Forgetting you is not an option...

Apr 12, 2006 15:15

I recently visited Shellee’s grave and one word described what I was feeling, “empty.” People often think that the actual death of the individual is the worst part. Not to me. In fact, the worst part of death is actually forgetting the moments you shared with that person. I’m afraid to really admit it, but a few of the memories I have of her are fading away, and it scares me. She was one of my best friends; I would do anything to maintain the moments we shared. I must have stared at her grave for about half an hour, just sitting there…as my mother waited patiently for me in the car. So many things were running through my mind that day. Is death really forever, will I ever see her again in another life? I know nobody can answer those questions for me, but it I just can’t stop thinking about it. I’m so young; I’m not so supposed to forget everything that happened to us back at high school. I do remember the many days we would sit down after school and talk up a storm until our parents came to pick us up. Good times. Ironically, after her death, the memories I had of her were clear as day.

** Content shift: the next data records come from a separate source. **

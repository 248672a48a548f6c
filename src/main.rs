//! # hls-dl CLI
//!
//! Command-line interface for the hls-dl library.
//! Downloads HLS playlists and merges each one into a single MP3.

use std::path::PathBuf;
use anyhow::{Context, Result};
use clap::Parser;
use hls_dl::{HlsDownloader, Job, JobOptions, DEFAULT_CONCURRENCY};
use log::{error, LevelFilter};
use tokio_util::sync::CancellationToken;

mod cli;

/// Command-line interface for hls-dl
#[derive(Parser)]
#[command(name = "hls-dl")]
#[command(about = "Concurrent HLS playlist downloader that merges segments into one MP3")]
#[command(long_about = "Downloads HLS playlists and merges them into MP3 files:
  hls-dl https://host/show/index.m3u8             # Saved as dist/<hash>.mp3
  hls-dl -o episode https://host/show/index.m3u8  # Saved as dist/episode.mp3
  hls-dl -i jobs.txt --clean                      # One 'url' or 'name:url' per line

Segments are cached under temp/<hash>/ and reused when a job is run again.")]
#[command(version = env!("HLS_DL_VERSION"))]
struct Cli {
    /// Playlist URLs to download
    urls: Vec<String>,

    /// Batch file with one `url` or `name:url` per line
    #[arg(short = 'i', long = "input")]
    input: Option<PathBuf>,

    /// Output file name for a single positional URL
    #[arg(short = 'o', long = "output")]
    output: Option<String>,

    /// Delete cached segments after a successful merge
    #[arg(long)]
    clean: bool,

    /// Maximum number of concurrent segment downloads
    #[arg(short = 'c', long, default_value_t = DEFAULT_CONCURRENCY)]
    concurrency: usize,

    /// Directory for merged files
    #[arg(long, default_value = "dist")]
    output_dir: PathBuf,

    /// Directory for cached segments
    #[arg(long, default_value = "temp")]
    temp_dir: PathBuf,

    /// Encoder executable
    #[arg(long, default_value = "ffmpeg")]
    ffmpeg: PathBuf,

    /// Resolve playlists and print segment URLs without downloading
    #[arg(long)]
    dry_run: bool,

    /// Enable verbose logging
    #[arg(short, long)]
    verbose: bool,
}

#[tokio::main]
async fn main() {
    match run().await {
        Ok(true) => {}
        Ok(false) => std::process::exit(1),
        Err(e) => {
            error!("❌ Error: {e:#}");
            std::process::exit(1);
        }
    }
}

/// Run the CLI, returning whether every job succeeded
async fn run() -> Result<bool> {
    let cli = Cli::parse();

    let default_level = if cli.verbose { LevelFilter::Debug } else { LevelFilter::Info };
    env_logger::Builder::new()
        .filter_level(default_level)
        .parse_default_env()
        .target(env_logger::Target::Stderr)
        .init();

    let jobs = gather_jobs(&cli)?;
    if jobs.is_empty() {
        eprintln!("Usage: hls-dl [-i urls_file] [-o name] <m3u8_url>...");
        return Ok(false);
    }

    let cancel = CancellationToken::new();
    {
        let cancel = cancel.clone();
        tokio::spawn(async move {
            if tokio::signal::ctrl_c().await.is_ok() {
                eprintln!("⚠️  Interrupted, finishing in-flight segments...");
                cancel.cancel();
            }
        });
    }

    let progress = cli::ProgressManager::new(&format!("🎧 {} job(s) queued", jobs.len()));
    let options = JobOptions {
        output_dir: cli.output_dir.clone(),
        temp_dir: cli.temp_dir.clone(),
        concurrency: cli.concurrency,
        clean: cli.clean,
        ffmpeg: cli.ffmpeg.clone(),
        progress: Some(progress.callback()),
        cancel: Some(cancel),
        ..Default::default()
    };
    let downloader = HlsDownloader::new(options);

    if cli.dry_run {
        return dry_run(&downloader, &jobs).await;
    }

    eprintln!("📁 Saving to: {}", cli.output_dir.display());
    let summary = downloader.run_batch(&jobs).await?;

    eprintln!(
        "Done: {} completed, {} already present, {} empty, {} failed",
        summary.completed,
        summary.skipped,
        summary.empty,
        summary.failed.len()
    );
    for failure in &summary.failed {
        eprintln!("  ❌ {}: {}", failure.job.url, failure.error);
    }

    Ok(summary.is_success())
}

/// Collect jobs from positional URLs and the optional batch file
fn gather_jobs(cli: &Cli) -> Result<Vec<Job>> {
    let mut jobs = cli::collect_jobs(&cli.urls, cli.output.as_deref())?;

    if let Some(ref input) = cli.input {
        let contents = std::fs::read_to_string(input)
            .with_context(|| format!("File not found: {}", input.display()))?;
        let batch = cli::parse_job_list(&contents)
            .with_context(|| format!("Invalid batch file {}", input.display()))?;
        jobs.extend(batch);
    }

    Ok(jobs)
}

/// Print the resolved segments of every job
async fn dry_run(downloader: &HlsDownloader, jobs: &[Job]) -> Result<bool> {
    let mut ok = true;
    for job in jobs {
        let output_name = job.output_name(&downloader.options().output_extension)?;
        eprintln!("🔍 [DRY RUN] {} -> {}", job.url, output_name);
        match downloader.resolve(&job.url).await {
            Ok(segments) => {
                for segment in segments {
                    println!("{}\t{}", segment.index, segment.url);
                }
            }
            Err(e) => {
                eprintln!("  ❌ {e}");
                ok = false;
            }
        }
    }
    Ok(ok)
}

But as the months went on…there are just starting to slip away.



Then the rain came, so I decided to think of it as a hint that I was there long enough. But can you blame me? An average person would say “she’s gone and missing and thinking about her all the time will not bring her back. You can stand at a person’s grave and talk all you want…the truth is, they can’t hear you.” I might be in a some what pathetic state at the moment, but I’m sure everything will be ok. I stare at everyone else, and commend them for moving along with there lives. I wonder if they think her as much as I do. I mean this was one my classmates, and her demise was all because of a road that happened to be slippery, plus she was riding a new bike she didn’t get the hang of because somebody had stolen her old bike. Whoever stole her original bike must be living in a world of guilt. It is almost as if her death was staged, and that thought angers me. I decided to dry up my tears, and fix up my face before I got into the car. “You ok, Miguel?” asked my mother. I did what most people would do, and that’s lie and say “yes.” Deep down I knew it made no sense to lie. Mothers are good at detecting these kinds of things, but she left it as that. On our way home, we had no choice but to pass the very spot where she had her accident. I can’t bear to look at it, so I close my eyes until it is long behind us. Before I reached home another thought came to mind.

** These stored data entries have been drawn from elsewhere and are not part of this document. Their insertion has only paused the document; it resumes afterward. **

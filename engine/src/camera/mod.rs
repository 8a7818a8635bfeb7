//! Camera Module
//!
//! Decides where the camera looks. Projection and placement belong to the
//! renderer; this module only produces the look-at point.

pub mod focus;

pub use focus::{CameraFocus, CameraPlanner, CAMERA_SNAP_DISTANCE, CAMERA_STEP};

What is to happen when I go…how will I remembered? None of us can really go up to our friends, and beg them to remember us when we die. I just don’t want to be remembered as some cute guy who lived on an island and made good entries. Heh, then again we can’t force one another to morn each other after were gone. This might sound lame, but I suppose I am a tad bit afraid of being forgotten. I wonder if Shellee felt that way. She will never be forgotten, but I just wish I can think of a great moment we had together with out think so hard, now I some what struggle to remember a great moment we both shared. I don’t mean to sound like I need pity, trust me…that is the last thing I need. I just wish everything was back to the way it once was, but it never will be. I think I know the answer to “why the good die young.” Perhaps earth was becoming way to evil for their presence. I know when the day of her death returns, it’s going to be very emotional. About 90% of my msn list will have a “I’m missing you,” name around that time. Well, I’m off to the beach and think.

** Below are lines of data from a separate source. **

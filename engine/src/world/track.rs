//! Platform Track Module
//!
//! Maintains the rolling sequence of landing platforms.
//!
//! ## Layout
//! The first platform sits at the origin. Every later platform is placed
//! behind the previous one along a single axis:
//! - `Left`  -> offset along -X
//! - `Right` -> offset along -Z
//!
//! The offset distance is drawn from [6, 10). Only the newest
//! [`MAX_PLATFORMS`] platforms are kept; older ones are evicted FIFO and
//! handed back to the caller so they can be removed from the scene.

use std::collections::VecDeque;

use glam::Vec3;
use rand::{Rng, SeedableRng};
use rand_chacha::ChaCha8Rng;
use serde::{Deserialize, Serialize};

/// Maximum number of platforms kept alive at once
pub const MAX_PLATFORMS: usize = 6;

/// Minimum spawn distance between consecutive platforms (inclusive)
pub const MIN_SPAWN_DISTANCE: f32 = 6.0;

/// Maximum spawn distance between consecutive platforms (exclusive)
pub const MAX_SPAWN_DISTANCE: f32 = 10.0;

/// Direction the track extends in, picked per spawn.
#[derive(Clone, Copy, Debug, PartialEq, Eq, Hash, Serialize, Deserialize)]
pub enum TravelDirection {
    /// Track extends along -X
    Left,
    /// Track extends along -Z
    Right,
}

impl TravelDirection {
    /// Coordinate of `position` on this direction's axis.
    pub fn coord(self, position: Vec3) -> f32 {
        match self {
            TravelDirection::Left => position.x,
            TravelDirection::Right => position.z,
        }
    }

    /// Move `position` forward along the track by `distance`.
    ///
    /// "Forward" is the negative axis direction, matching how platforms spawn.
    pub fn advance(self, position: &mut Vec3, distance: f32) {
        match self {
            TravelDirection::Left => position.x -= distance,
            TravelDirection::Right => position.z -= distance,
        }
    }
}

/// A single landing block.
#[derive(Clone, Copy, Debug, PartialEq, Serialize, Deserialize)]
pub struct Platform {
    /// Monotonic id, unique within a track's lifetime (survives `clear`)
    pub id: u64,
    /// Centre of the block; y is always 0
    pub position: Vec3,
}

/// Errors raised by queries that need both the current and next platform.
#[derive(Debug, Clone, Copy, PartialEq, Eq)]
pub enum TrackError {
    /// Fewer than two platforms are on the track.
    InsufficientPlatforms { available: usize },
}

impl std::fmt::Display for TrackError {
    fn fmt(&self, f: &mut std::fmt::Formatter<'_>) -> std::fmt::Result {
        match self {
            TrackError::InsufficientPlatforms { available } => {
                write!(f, "need at least 2 platforms, track has {available}")
            }
        }
    }
}

impl std::error::Error for TrackError {}

/// Result of a single [`PlatformTrack::spawn`] call.
#[derive(Clone, Copy, Debug, PartialEq)]
pub struct SpawnResult {
    /// The platform that was appended
    pub spawned: Platform,
    /// The oldest platform, if it was evicted to stay within [`MAX_PLATFORMS`]
    pub evicted: Option<Platform>,
}

/// Rolling, bounded sequence of platforms (oldest first, newest last).
#[derive(Clone, Debug)]
pub struct PlatformTrack {
    platforms: VecDeque<Platform>,
    direction: Option<TravelDirection>,
    next_id: u64,
    rng: ChaCha8Rng,
}

impl Default for PlatformTrack {
    fn default() -> Self {
        Self::from_rng(ChaCha8Rng::from_os_rng())
    }
}

impl PlatformTrack {
    /// Create an empty track seeded from OS entropy.
    pub fn new() -> Self {
        Self::default()
    }

    /// Create an empty track with a reproducible layout.
    pub fn with_seed(seed: u64) -> Self {
        Self::from_rng(ChaCha8Rng::seed_from_u64(seed))
    }

    fn from_rng(rng: ChaCha8Rng) -> Self {
        Self {
            platforms: VecDeque::with_capacity(MAX_PLATFORMS + 1),
            direction: None,
            next_id: 0,
            rng,
        }
    }

    /// Append one platform, evicting the oldest if the track is full.
    pub fn spawn(&mut self) -> SpawnResult {
        let position = match self.platforms.back() {
            None => Vec3::ZERO,
            Some(previous) => {
                let direction = if self.rng.random_bool(0.5) {
                    TravelDirection::Left
                } else {
                    TravelDirection::Right
                };
                let distance = self.rng.random_range(MIN_SPAWN_DISTANCE..MAX_SPAWN_DISTANCE);
                let mut position = previous.position;
                direction.advance(&mut position, distance);
                self.direction = Some(direction);
                position
            }
        };

        let spawned = Platform {
            id: self.next_id,
            position,
        };
        self.next_id += 1;
        self.platforms.push_back(spawned);

        let evicted = if self.platforms.len() > MAX_PLATFORMS {
            self.platforms.pop_front()
        } else {
            None
        };

        log::debug!(
            "spawned platform #{} at ({:.2}, {:.2}) heading {:?}",
            spawned.id,
            spawned.position.x,
            spawned.position.z,
            self.direction
        );
        if let Some(old) = evicted {
            log::debug!("evicted platform #{}", old.id);
        }

        SpawnResult { spawned, evicted }
    }

    /// Platform the jumper is standing on (second to last).
    pub fn current(&self) -> Result<&Platform, TrackError> {
        let len = self.platforms.len();
        if len < 2 {
            return Err(TrackError::InsufficientPlatforms { available: len });
        }
        Ok(&self.platforms[len - 2])
    }

    /// Platform the jumper is jumping toward (last).
    pub fn next(&self) -> Result<&Platform, TrackError> {
        let len = self.platforms.len();
        if len < 2 {
            return Err(TrackError::InsufficientPlatforms { available: len });
        }
        Ok(&self.platforms[len - 1])
    }

    /// Both ends of the active pair, `(current, next)`.
    pub fn pair(&self) -> Result<(&Platform, &Platform), TrackError> {
        Ok((self.current()?, self.next()?))
    }

    /// Direction chosen by the most recent spawn.
    pub fn direction(&self) -> Option<TravelDirection> {
        self.direction
    }

    /// Remove every platform, returning them oldest first.
    pub fn clear(&mut self) -> Vec<Platform> {
        self.direction = None;
        self.platforms.drain(..).collect()
    }

    pub fn len(&self) -> usize {
        self.platforms.len()
    }

    pub fn is_empty(&self) -> bool {
        self.platforms.is_empty()
    }

    /// Iterate platforms oldest first.
    pub fn iter(&self) -> impl Iterator<Item = &Platform> {
        self.platforms.iter()
    }
}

As for the rest of my friends, I am sorry I have not been around on msn, and what not. It’s final exam week, the pressure is on, my new friends are hogging my computer, and never stop calling me. I feel like I have turned my back on you guys, but I haven’t. I just need to settle down to the new adjustments that these new friends have created for me. But if things start to continue like how they are, then I will have to stop hanging around with them. Nothing is supposed to keep me away from my online friends. Like I always say, you guys are very important to me. I know you might be a bit pissed that I haven’t talking on msn much, but it really can’t be helped. I just need to sit down, and tell my new friends that I need time for myself. Anyway, I’ll see you all around. Peace.